A Amperity, startup sediada em Seattle focada em dados de clientes, oficializou esta semana o retorno de seus fundadores, Derek Slager e Kabir Shahani, ao comando executivo da companhia. A dupla assume a posição de co-CEOs, substituindo Tony Alika Owens, executivo vindo da Salesforce que liderou a empresa por menos de dois anos. A transição, classificada pela startup como um processo mútuo, marca o início de uma nova fase estratégica voltada à integração de ferramentas de inteligência artificial.

O movimento sinaliza uma reorientação da Amperity, que busca capitalizar a crescente demanda por infraestrutura de dados em um mercado cada vez mais dependente de modelos preditivos. Segundo comunicado oficial, a saída de Owens foi planejada, com a empresa reforçando que o executivo deixa a organização em uma posição de maior solidez operacional. A CFO Amy Kelleran Pelly expande seu escopo e assume também a presidência, consolidando a nova estrutura de governança.

O retorno dos fundadores ao centro da estratégia

A decisão de reinstalar os fundadores nos cargos de liderança máxima reflete uma tendência observada em empresas de tecnologia que buscam resgatar a cultura original em períodos de transição técnica. Para Slager e Shahani, o momento atual exige uma agilidade que, segundo sua perspectiva, é melhor gerida por quem esteve na gênese da plataforma. A leitura aqui é que a proximidade com o produto e a visão de longo prazo são ativos cruciais para navegar a complexidade da IA.

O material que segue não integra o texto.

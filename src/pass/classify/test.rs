// Tests for document classification
//
//  Copyright (C) 2014-2023 Ryan Specialty, LLC.
//
//  This file is part of Weft.
//
//  This program is free software: you can redistribute it and/or modify
//  it under the terms of the GNU General Public License as published by
//  the Free Software Foundation, either version 3 of the License, or
//  (at your option) any later version.
//
//  This program is distributed in the hope that it will be useful,
//  but WITHOUT ANY WARRANTY; without even the implied warranty of
//  MERCHANTABILITY or FITNESS FOR A PARTICULAR PURPOSE.  See the
//  GNU General Public License for more details.
//
//  You should have received a copy of the GNU General Public License
//  along with this program.  If not, see <http://www.gnu.org/licenses/>.

use super::*;
use crate::{
    directive::DirectiveRegistry, lower::lower, span::Context,
    syntax::TreeBuilder,
};

fn run_with(
    sut: DocumentClassificationPass,
    path: &str,
    f: impl FnOnce(&mut TreeBuilder),
) -> IrDocument {
    let registry = Arc::new(DirectiveRegistry::builtin());

    let mut b = TreeBuilder::new(Context::new(1), path);
    f(&mut b);

    let mut doc = lower(&b.finish());
    DirectiveClassificationPass::new(registry.clone())
        .execute(&mut doc)
        .expect("classification does not fail");
    DirectiveUsagePass::new(registry)
        .execute(&mut doc)
        .expect("usage does not fail");
    sut.execute(&mut doc).expect("pass does not fail");

    doc
}

fn default_sut() -> DocumentClassificationPass {
    DocumentClassificationPass::new(
        vec![Arc::new(page_classifier())],
        DocumentKind::view(),
        Some("MyApp".into()),
    )
}

fn namespace(doc: &IrDocument) -> &str {
    match doc.node(doc.namespace()) {
        IrNode::Namespace(ns) => &ns.name,
        other => panic!("expected namespace, got {other:?}"),
    }
}

#[test]
fn view_is_the_default_kind() {
    let doc = run_with(default_sut(), "Views/Home/Index.cshtml", |b| {
        b.text("<p>hi</p>");
    });

    assert_eq!(Some("mvc.1.0-view"), doc.kind());

    let class = doc.class_node().expect("class exists");
    assert_eq!(
        Some("global::Microsoft.AspNetCore.Mvc.Razor.RazorPage<dynamic>"),
        class.base.as_deref()
    );
    assert_eq!("MyApp.Views.Home", namespace(&doc));

    match doc.node(doc.method()) {
        IrNode::Method(method) => {
            assert_eq!("ExecuteAsync", method.name);
            assert_eq!(
                "public async override global::System.Threading.Tasks.Task",
                method.signature
            );
        }
        other => panic!("expected method, got {other:?}"),
    }
}

#[test]
fn model_is_base_type_argument() {
    let doc = run_with(default_sut(), "Index.cshtml", |b| {
        b.directive("model", &["MyApp.Person"]);
    });

    assert_eq!(
        Some("global::Microsoft.AspNetCore.Mvc.Razor.RazorPage<MyApp.Person>"),
        doc.class_node().and_then(|c| c.base.as_deref())
    );
    assert_eq!("MyApp", namespace(&doc));
}

#[test]
fn inherits_replaces_base() {
    let doc = run_with(default_sut(), "Index.cshtml", |b| {
        b.directive("model", &["MyApp.Person"])
            .directive("inherits", &["MyApp.CustomBase<MyApp.Person>"]);
    });

    assert_eq!(
        Some("MyApp.CustomBase<MyApp.Person>"),
        doc.class_node().and_then(|c| c.base.as_deref())
    );
}

#[test]
fn page_directive_selects_page_kind() {
    let doc = run_with(default_sut(), "Pages/About.cshtml", |b| {
        b.directive("page", &["\"/about\""]);
    });

    assert_eq!(Some("mvc.1.0-razor-page"), doc.kind());
    assert_eq!(
        Some("global::Microsoft.AspNetCore.Mvc.RazorPages.Page"),
        doc.class_node().and_then(|c| c.base.as_deref())
    );
}

#[test]
fn first_matching_classifier_wins() {
    let custom = DocumentKind {
        name: "custom".into(),
        base_type: "CustomBase".into(),
        default_model: None,
        method_signature: "public void".into(),
        method_name: "Render".into(),
        namespace_fallback: "Custom".into(),
    };

    let sut = DocumentClassificationPass::new(
        vec![
            Arc::new(PredicateClassifier::new(custom, |doc: &IrDocument| {
                doc.path().starts_with("Custom/")
            })),
            Arc::new(page_classifier()),
        ],
        DocumentKind::view(),
        None,
    );

    let doc = run_with(sut, "Custom/Thing.cshtml", |b| {
        b.directive("page", &[]);
    });

    assert_eq!(Some("custom"), doc.kind());
    assert_eq!("Custom", namespace(&doc));
}

#[test]
fn namespace_directive_and_fallback() {
    let doc = run_with(default_sut(), "Views/Index.cshtml", |b| {
        b.directive("namespace", &["Other.Place"]);
    });
    assert_eq!("Other.Place", namespace(&doc));

    let no_root =
        DocumentClassificationPass::new(vec![], DocumentKind::view(), None);
    let doc = run_with(no_root, "Views/Index.cshtml", |_| ());
    assert_eq!("AspNetCore", namespace(&doc));
}

#[test]
fn namespace_segments_become_identifiers() {
    assert_eq!(
        Some("Root.Views._2023.my_dir".to_string()),
        namespace_for("Views/2023/my-dir/Index.cshtml", Some("Root"))
    );
    assert_eq!(
        Some("Root".to_string()),
        namespace_for("/Index.cshtml", Some("Root"))
    );
    assert_eq!(None, namespace_for("Views/Index.cshtml", None));
}

#[test]
fn class_configuration_directives() {
    let doc = run_with(default_sut(), "Index.cshtml", |b| {
        b.directive("implements", &["System.IDisposable"])
            .directive("attribute", &["[Authorize]"])
            .directive("typeparam", &["TItem"])
            .directive("inject", &["ILogger<Index>", "Log"])
            .directive("layout", &["\"_Layout\""])
            .text("<p>body</p>");
    });

    let class = doc.class_node().expect("class exists");
    assert_eq!(vec!["System.IDisposable"], class.interfaces);
    assert_eq!(vec!["Authorize"], class.attributes);
    assert_eq!(vec!["TItem"], class.type_params);

    let members = doc
        .children(doc.class())
        .iter()
        .filter_map(|id| match doc.node(*id) {
            IrNode::Member(member) => Some(member.clone()),
            _ => None,
        })
        .collect::<Vec<_>>();

    assert_eq!(
        vec![MemberNode {
            attributes: vec![INJECT_ATTRIBUTE.into()],
            type_name: "ILogger<Index>".into(),
            name: "Log".into(),
        }],
        members
    );

    // Members precede the method.
    assert_eq!(
        Some(1),
        doc.index_in_parent(doc.method())
    );

    let first = doc.children(doc.method())[0];
    match doc.node(first) {
        IrNode::EmbeddedStatement(code) => {
            assert_eq!("Layout = \"_Layout\";", code.text());
            assert!(code.tokens.iter().all(CodeToken::is_synthetic));
            assert_eq!(None, doc.span(first));
        }
        other => panic!("expected layout statement, got {other:?}"),
    }

    assert_eq!(Ok(()), doc.validate());
}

Historicamente, a Amperity construiu seu valor ao unificar perfis de consumidores fragmentados em grandes marcas, como Virgin Atlantic e Dick’s Sporting Goods. Com a ascensão da IA, essa base de dados torna-se o combustível essencial para modelos de personalização. A aposta dos fundadores é que a infraestrutura que construíram na última década está posicionada de forma única para sustentar as novas demandas de processamento e análise inteligente de dados em escala empresarial.

A mecânica da estrutura de co-CEO

A adoção do modelo de co-CEO na Amperity não é apenas uma solução temporária, mas uma aposta em descentralização geográfica e funcional. Com Slager baseado em Seattle e Shahani em Nova York, a empresa busca cobrir seus principais centros de operação com presença executiva direta. Esse arranjo visa otimizar a tomada de decisão, dividindo as responsabilidades de forma complementar entre o perfil técnico de Slager e a visão de mercado de Shahani.

Essa estrutura, embora incomum em grandes corporações, é frequentemente utilizada por startups para balancear a necessidade de foco operacional com a pressão por expansão comercial. O desafio, contudo, reside na clareza de reportagem e na unidade da mensagem estratégica. A inclusão de Amy Pelly como presidente sugere uma tentativa de manter a estabilidade financeira e administrativa enquanto os fundadores focam no desenvolvimento de produto e na estratégia de crescimento frente aos concorrentes.

Implicações para o ecossistema de dados

O mercado de software corporativo observa com atenção movimentos de consolidação de liderança em empresas de dados. Para investidores, como Tiger Global e Madrona, o retorno dos fundadores pode indicar um desejo de acelerar o ritmo de inovação ou preparar a empresa para novos marcos de financiamento, embora a Amperity não tenha detalhado planos de capital. A transição coloca a startup em um cenário de competição acirrada, onde a capacidade de converter dados brutos em inteligência acionável define a sobrevivência no setor.

Para o ecossistema brasileiro, a trajetória da Amperity ilustra o desafio de escalar plataformas de Customer Data Platform (CDP). A necessidade de unificar silos de informação é uma dor universal, e a transição de liderança da empresa serve como um estudo de caso sobre a importância de alinhar a governança corporativa com a velocidade exigida pela tecnologia de IA. O sucesso desta transição dependerá da capacidade da nova dupla de liderança em manter a coesão interna enquanto o mercado exige entregas cada vez mais rápidas.

O futuro sob a nova gestão

As perguntas sobre a sustentabilidade do modelo de co-CEO e o impacto real da IA nos resultados financeiros da Amperity permanecem em aberto. O mercado aguarda sinais de que a nova estrutura de liderança conseguirá escalar as operações mantendo a eficiência que permitiu à empresa atingir o status de unicórnio em 2021. Observar os próximos passos da gestão Pelly será fundamental para entender a viabilidade desta nova fase.

O que se desenha é um cenário onde a maturidade tecnológica da plataforma encontrará, agora, uma liderança focada na execução de uma visão que, segundo os fundadores, é o coração da companhia. A transição está posta, e o mercado de dados corporativos observará se o retorno às origens será o catalisador necessário para a próxima onda de crescimento da empresa.